The Ayyubids and Mamluks, succeeding the Fatimid caliphate, retained the association with yellow. The Ayyubid founder Saladin carried a yellow flag adorned with an eagle. Mamluk sultanic banners were yellow, but on occasion they used red banners. Mongol and Turkic dynasties to the east, including the Ilkhanate, Oghuz Turks and the Seljuq dynasty, preferred the white banner. Religious flags with inscriptions were in use in the medieval period, as shown in miniatures by 13th-century illustrator Yahya ibn Mahmud al-Wasiti. 14th-century illustrations of the History of the Tatars by Hayton of Corycus (1243) shows both Mongols and Seljuqs using a variety of war ensigns.

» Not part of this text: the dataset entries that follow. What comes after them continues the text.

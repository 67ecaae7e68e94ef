// File: main.rs
// SPDX-License-Identifier: MIT OR Apache-2.0
//
// Copyright (c) 2023-2025
// - Volker Schwaberow <volker@schwaberow.de>

use anyhow::{bail, Context, Result};
use clap::Parser;
use colored::*;
use indicatif::{ProgressBar, ProgressState, ProgressStyle};
use log::{info, LevelFilter};
use simple_logger::SimpleLogger;
use std::fmt::Write;
use std::str::FromStr;
use std::sync::Arc;
use wafprobe::cli::Cli;
use wafprobe::pipeline::ReplayPipeline;
use wafprobe::probe::WafProbe;
use wafprobe::report::Reporter;
use wafprobe::testcases::TestCaseSource;

fn print_success(message: &str) {
    println!("{} {}", "✓".green().bold(), message);
}

fn print_error(message: &str) {
    eprintln!("{} {}", "✗".red().bold(), message);
}

fn print_info(message: &str) {
    println!("{} {}", "ℹ".blue().bold(), message);
}

fn init_logger(level: &str) {
    let level = LevelFilter::from_str(level).unwrap_or(LevelFilter::Warn);
    if let Err(e) = SimpleLogger::new().with_level(level).init() {
        eprintln!("Failed to initialize logger: {}", e);
    }
}

fn progress_bar(len: u64, quiet: bool) -> Result<ProgressBar> {
    if quiet {
        return Ok(ProgressBar::hidden());
    }
    let pb = ProgressBar::new(len);
    pb.set_style(
        ProgressStyle::with_template(
            "[{elapsed_precise}] [{wide_bar:.cyan/blue}] {pos}/{len} ({eta})",
        )
        .context("Invalid progress bar template")?
        .with_key("eta", |state: &ProgressState, w: &mut dyn Write| {
            let _ = write!(w, "{:.1}s", state.eta().as_secs_f64());
        })
        .progress_chars("█▉▊▋▌▍▎▏  "),
    );
    Ok(pb)
}

async fn run(cli: Cli) -> Result<()> {
    let target = cli.parse_target()?;
    let mut config = cli.to_config(&target);
    config.validate()?;

    if cli.block_status.is_none() {
        let probe = WafProbe::new(&target, config.host_override(), config.timeout_ms() * 2)?;
        let outcome = probe.detect().await?;
        match outcome.block_status() {
            Some(code) => {
                print_info(&format!("WAF detected, block status code is {}", code));
                config.set_block_status_code(code);
            }
            None => bail!(
                "no WAF detected at {} (both probes returned {})",
                target.url(),
                outcome.normal_status
            ),
        }
    }

    let source = TestCaseSource::from_config(config.template_source(), config.filter())?;
    let pb = progress_bar(source.len() as u64, cli.quiet)?;
    let pipeline = ReplayPipeline::new(&config, source)?.with_progress(Arc::new(pb.clone()));

    pipeline
        .stop_on_signals()
        .context("failed to install signal handlers")?;

    let outcome = pipeline.run().await?;
    pb.finish();
    info!("run finished in {}ms", (outcome.finished_at - outcome.started_at).num_milliseconds());

    Reporter::print_summary(&outcome);

    let (fp_path, fn_path) = Reporter::write_reports(config.output_dir(), &outcome)?;
    print_success(&format!(
        "Reports written to {} and {}",
        fp_path.display(),
        fn_path.display()
    ));

    if let Some(path) = &cli.json {
        Reporter::write_json(path, target.url(), config.block_status_code(), &outcome)?;
        print_success(&format!("JSON summary written to {}", path.display()));
    }
    Ok(())
}

#[tokio::main]
async fn main() {
    let cli = Cli::parse();
    init_logger(&cli.log_level);

    if let Err(e) = run(cli).await {
        print_error(&format!("{:#}", e));
        std::process::exit(1);
    }
}
//! RLE integration tests, including the whole-file contract.

use krunch_core::traits::FileCodec;
use krunch_rle::RleCodec;
use std::path::PathBuf;

fn temp_path(name: &str) -> PathBuf {
    let dir = std::env::temp_dir().join("krunch-rle-tests");
    std::fs::create_dir_all(&dir).unwrap();
    dir.join(name)
}

#[test]
fn test_file_roundtrip() {
    let input = temp_path("roundtrip.txt");
    let compressed = temp_path("roundtrip.rle");
    let restored = temp_path("roundtrip.out");

    let original = b"wwwwwwwwwwbbbwwwwwwwwwwwwbbbwwwwwwwwwwwwwwwwwwwwwwwwb".repeat(20);
    std::fs::write(&input, &original).unwrap();

    let codec = RleCodec;
    codec.compress(&input, &compressed).unwrap();
    assert!(codec.is_valid(&compressed));
    codec.decompress(&compressed, &restored).unwrap();

    assert_eq!(std::fs::read(&restored).unwrap(), original);
}

#[test]
fn test_empty_file_roundtrip() {
    let input = temp_path("empty.txt");
    let compressed = temp_path("empty.rle");
    let restored = temp_path("empty.out");

    std::fs::write(&input, b"").unwrap();

    let codec = RleCodec;
    codec.compress(&input, &compressed).unwrap();
    assert_eq!(std::fs::metadata(&compressed).unwrap().len(), 0);
    // Zero bytes is an even size, so the empty file validates.
    assert!(codec.is_valid(&compressed));
    codec.decompress(&compressed, &restored).unwrap();
    assert_eq!(std::fs::metadata(&restored).unwrap().len(), 0);
}

#[test]
fn test_is_valid_rejects_odd_size() {
    let path = temp_path("odd.rle");
    std::fs::write(&path, [1, 2, 3]).unwrap();
    assert!(!RleCodec.is_valid(&path));
}

#[test]
fn test_is_valid_rejects_missing_file() {
    assert!(!RleCodec.is_valid(&temp_path("does-not-exist.rle")));
}

#[test]
fn test_missing_input_is_io_error() {
    let codec = RleCodec;
    let err = codec
        .compress(&temp_path("no-such-input.txt"), &temp_path("unused.rle"))
        .unwrap_err();
    assert!(matches!(err, krunch_core::KrunchError::Io(_)));
}

#[test]
fn test_decompression_idempotent() {
    let input = temp_path("idem.txt");
    let compressed = temp_path("idem.rle");
    let out_a = temp_path("idem.a");
    let out_b = temp_path("idem.b");

    std::fs::write(&input, b"aaaaabbbbbcccccaaaaa").unwrap();

    let codec = RleCodec;
    codec.compress(&input, &compressed).unwrap();
    codec.decompress(&compressed, &out_a).unwrap();
    codec.decompress(&compressed, &out_b).unwrap();

    assert_eq!(
        std::fs::read(&out_a).unwrap(),
        std::fs::read(&out_b).unwrap()
    );
}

The crescent appears in flags attributed to Tunis from as early as the 14th century Book of Knowledge of All Kingdoms, long before Tunis fell under Ottoman rule in 1574. The Spanish Navy Museum in Madrid shows two Ottoman naval flags dated 1613; both are swallow-tailed, one green with a white crescent near the hoist, the other white with two red stripes near the edges of the flag and a red crescent near the hoist.

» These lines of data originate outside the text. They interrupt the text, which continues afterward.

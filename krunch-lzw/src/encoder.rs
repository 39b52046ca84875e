//! LZW encoder (compression).

use crate::dictionary::CompressDictionary;
use crate::{CLEAR_CODE, INITIAL_CODE_WIDTH, MAX_CODE_WIDTH, STOP_CODE};
use krunch_core::bitstream::BitWriter;
use krunch_core::error::Result;

/// Encode `input` as a stream of variable-width code words.
///
/// The stream starts at 9-bit codes and widens whenever `next_code` exceeds
/// `1 << width`, up to 15 bits. When the dictionary fills (code 32 768 would
/// be next), a CLEAR code is emitted at the current width and everything
/// resets. The stream always ends with a STOP code at the then-current
/// width; an empty input produces just the STOP code.
pub(crate) fn encode(input: &[u8]) -> Result<Vec<u8>> {
    let mut writer = BitWriter::with_capacity(input.len());
    let mut dict = CompressDictionary::new();
    let mut width = INITIAL_CODE_WIDTH;
    // Code for the phrase matched so far; None only at stream start and
    // right after a reset, where the next byte's singleton always matches.
    let mut prefix: Option<u16> = None;

    for &byte in input {
        let current = match prefix {
            Some(code) => code,
            None => {
                prefix = Some(u16::from(byte));
                continue;
            }
        };

        if let Some(extended) = dict.find(current, byte) {
            prefix = Some(extended);
            continue;
        }

        writer.write_bits(u32::from(current), width)?;
        dict.insert(current, byte);
        if u32::from(dict.next_code()) > (1u32 << width) && width < MAX_CODE_WIDTH {
            width += 1;
        }
        if dict.is_full() {
            writer.write_bits(u32::from(CLEAR_CODE), width)?;
            dict.reset();
            width = INITIAL_CODE_WIDTH;
        }
        prefix = Some(u16::from(byte));
    }

    if let Some(code) = prefix {
        writer.write_bits(u32::from(code), width)?;
    }
    writer.write_bits(u32::from(STOP_CODE), width)?;

    Ok(writer.into_vec())
}
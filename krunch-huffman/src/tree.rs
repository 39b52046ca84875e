//! Huffman tree construction, code assignment, and pre-order serialization.
//!
//! The tree lives in an arena: a contiguous node vector with index-based
//! children. Lifetimes are strictly nested (the root owns everything), so
//! per-node heap allocation would buy nothing.

use krunch_core::bitstream::{BitReader, BitWriter};
use krunch_core::error::{KrunchError, Result};
use std::cmp::Ordering;
use std::collections::BinaryHeap;

/// Hard ceiling on deserialized tree size: 256 leaves plus 255 internal
/// nodes. Anything larger cannot have come from a byte-frequency table.
pub(crate) const MAX_TREE_NODES: usize = 511;

/// One node in the arena. Internal nodes always carry both children.
#[derive(Debug, Clone, Copy)]
pub enum TreeNode {
    /// Terminal node carrying a byte value.
    Leaf(u8),
    /// Binary choice; indices point into the owning arena.
    Internal {
        /// Child reached on a 0 bit.
        left: u32,
        /// Child reached on a 1 bit.
        right: u32,
    },
}

/// A code word assigned to one byte value.
///
/// `bits` holds the code right-aligned; the first bit of the code is bit
/// `len - 1`. Code lengths stay well under 64 for any frequency table whose
/// counts sum to a 32-bit file size.
#[derive(Debug, Clone, Copy, Default, PartialEq, Eq)]
pub struct Code {
    /// The code word, right-aligned.
    pub bits: u64,
    /// Number of significant bits; 0 means the byte has no code.
    pub len: u8,
}

/// Code words for all byte values present in the source tree.
#[derive(Debug)]
pub struct CodeTable {
    codes: [Code; 256],
}

impl CodeTable {
    /// Code for `byte`, or `None` when the byte did not occur in the input.
    pub fn get(&self, byte: u8) -> Option<Code> {
        let code = self.codes[byte as usize];
        (code.len > 0).then_some(code)
    }
}

/// Priority-queue entry used during construction.
///
/// `BinaryHeap` is a max-heap, so the ordering is written to pop the node
/// with the lowest frequency first. On equal frequency the node with the
/// larger byte value pops first (internal nodes carry byte 0 and therefore
/// lose frequency ties to leaves); remaining ties fall back to creation
/// order. The ordering must stay exactly this or serialized trees stop
/// matching across runs.
#[derive(Debug)]
struct HeapEntry {
    freq: u64,
    byte: u8,
    seq: u32,
    node: u32,
}

impl Ord for HeapEntry {
    fn cmp(&self, other: &Self) -> Ordering {
        other
            .freq
            .cmp(&self.freq)
            .then_with(|| self.byte.cmp(&other.byte))
            .then_with(|| other.seq.cmp(&self.seq))
    }
}

impl PartialOrd for HeapEntry {
    fn partial_cmp(&self, other: &Self) -> Option<Ordering> {
        Some(self.cmp(other))
    }
}

impl PartialEq for HeapEntry {
    fn eq(&self, other: &Self) -> bool {
        self.cmp(other) == Ordering::Equal
    }
}

impl Eq for HeapEntry {}

/// An owning Huffman tree.
#[derive(Debug)]
pub struct HuffmanTree {
    nodes: Vec<TreeNode>,
    root: u32,
}

impl HuffmanTree {
    /// Build the tree for a frequency table.
    ///
    /// Fails with [`KrunchError::EmptyInput`] when every count is zero.
    pub fn from_frequencies(freqs: &[u64; 256]) -> Result<Self> {
        let mut nodes = Vec::new();
        let mut heap = BinaryHeap::new();
        let mut seq = 0u32;

        for (byte, &freq) in freqs.iter().enumerate() {
            if freq > 0 {
                let node = nodes.len() as u32;
                nodes.push(TreeNode::Leaf(byte as u8));
                heap.push(HeapEntry {
                    freq,
                    byte: byte as u8,
                    seq,
                    node,
                });
                seq += 1;
            }
        }

        if heap.is_empty() {
            return Err(KrunchError::EmptyInput);
        }

        while heap.len() > 1 {
            // First popped becomes the right child, second the left.
            let right = heap.pop().expect("heap holds more than one entry");
            let left = heap.pop().expect("heap holds more than one entry");

            let node = nodes.len() as u32;
            nodes.push(TreeNode::Internal {
                left: left.node,
                right: right.node,
            });
            heap.push(HeapEntry {
                freq: left.freq + right.freq,
                byte: 0,
                seq,
                node,
            });
            seq += 1;
        }

        let root = heap.pop().expect("heap holds the final entry").node;
        Ok(Self { nodes, root })
    }

    #[inline]
    fn node(&self, idx: u32) -> TreeNode {
        self.nodes[idx as usize]
    }

    /// True when the tree is the degenerate single-leaf case.
    pub fn is_single_leaf(&self) -> bool {
        matches!(self.node(self.root), TreeNode::Leaf(_))
    }

    /// Derive the code table by one depth-first traversal: "0" descending
    /// left, "1" descending right.
    pub fn code_table(&self) -> CodeTable {
        let mut codes = [Code::default(); 256];
        match self.node(self.root) {
            // A tree with one distinct byte gets the literal code "0".
            TreeNode::Leaf(byte) => codes[byte as usize] = Code { bits: 0, len: 1 },
            TreeNode::Internal { .. } => self.assign_codes(self.root, 0, 0, &mut codes),
        }
        CodeTable { codes }
    }

    fn assign_codes(&self, idx: u32, bits: u64, len: u8, codes: &mut [Code; 256]) {
        match self.node(idx) {
            TreeNode::Leaf(byte) => codes[byte as usize] = Code { bits, len },
            TreeNode::Internal { left, right } => {
                self.assign_codes(left, bits << 1, len + 1, codes);
                self.assign_codes(right, (bits << 1) | 1, len + 1, codes);
            }
        }
    }

    /// Write the pre-order tree shape: `1` plus the 8-bit byte value for a
    /// leaf, `0` followed by the left then right subtree for an internal
    /// node.
    pub fn serialize(&self, writer: &mut BitWriter) -> Result<()> {
        self.serialize_node(self.root, writer)
    }

    fn serialize_node(&self, idx: u32, writer: &mut BitWriter) -> Result<()> {
        match self.node(idx) {
            TreeNode::Leaf(byte) => {
                writer.write_bit(true)?;
                writer.write_bits(u32::from(byte), 8)?;
            }
            TreeNode::Internal { left, right } => {
                writer.write_bit(false)?;
                self.serialize_node(left, writer)?;
                self.serialize_node(right, writer)?;
            }
        }
        Ok(())
    }

    /// Rebuild a tree from a pre-order bit stream of exactly `tree_bits`
    /// significant bits. Padding past `tree_bits` is never consumed as
    /// structure.
    pub fn deserialize(reader: &mut BitReader<'_>, tree_bits: u64) -> Result<Self> {
        let mut nodes = Vec::new();
        let mut used = 0u64;
        let root = Self::deserialize_node(reader, tree_bits, &mut used, &mut nodes)?;
        Ok(Self { nodes, root })
    }

    fn deserialize_node(
        reader: &mut BitReader<'_>,
        tree_bits: u64,
        used: &mut u64,
        nodes: &mut Vec<TreeNode>,
    ) -> Result<u32> {
        if nodes.len() >= MAX_TREE_NODES {
            return Err(KrunchError::corrupt_payload(
                "serialized tree exceeds the 511-node limit",
            ));
        }
        if *used + 1 > tree_bits {
            return Err(KrunchError::truncated_tree(*used + 1, tree_bits));
        }
        let is_leaf = reader.read_bit()?;
        *used += 1;

        if is_leaf {
            if *used + 8 > tree_bits {
                return Err(KrunchError::truncated_tree(*used + 8, tree_bits));
            }
            let byte = reader.read_bits(8)? as u8;
            *used += 8;
            let idx = nodes.len() as u32;
            nodes.push(TreeNode::Leaf(byte));
            Ok(idx)
        } else {
            let idx = nodes.len() as u32;
            nodes.push(TreeNode::Internal { left: 0, right: 0 });
            let left = Self::deserialize_node(reader, tree_bits, used, nodes)?;
            let right = Self::deserialize_node(reader, tree_bits, used, nodes)?;
            nodes[idx as usize] = TreeNode::Internal { left, right };
            Ok(idx)
        }
    }

    /// Walk the tree one payload bit at a time and return the byte at the
    /// leaf reached. The degenerate single-leaf tree consumes one bit per
    /// byte, mirroring its one-bit code.
    pub fn decode_symbol(&self, reader: &mut BitReader<'_>) -> Result<u8> {
        let mut idx = self.root;
        if let TreeNode::Leaf(byte) = self.node(idx) {
            reader.read_bit()?;
            return Ok(byte);
        }
        loop {
            match self.node(idx) {
                TreeNode::Internal { left, right } => {
                    idx = if reader.read_bit()? { right } else { left };
                }
                TreeNode::Leaf(byte) => return Ok(byte),
            }
        }
    }
}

The hexagram was also a popular symbol among the Islamic flags. It is known in Arabic as Khātem Sulaymān (Seal of Solomon; خاتم سليمان) or Najmat Dāūd (Star of David; نجمة داوود). The "Seal of Solomon" may also be represented by a five-pointed star or pentagram. In the Qur'an, it is written that David and King Solomon (Arabic, Suliman or Sulayman) were prophets and kings, and are figures revered by Muslims. The Medieval pre-Ottoman Hanafi Anatolian beyliks of the Karamanids and Jandarids used the star on their flag.

The Mamluks served the Custodian of the Two Holy Mosques during their reign. During this time, they deployed what was believed to be the genuine relic of the Islamic prophet Muhammad's banner. The banner was later captured by the Ottomans, who called the flag the "noble banner" (Sancak-ı Şerif) and used it during their military campaign. The flag was made of black wool, according to the Ottoman historian Silahdar Findiklili Mehmed Agha, but there is no further information available.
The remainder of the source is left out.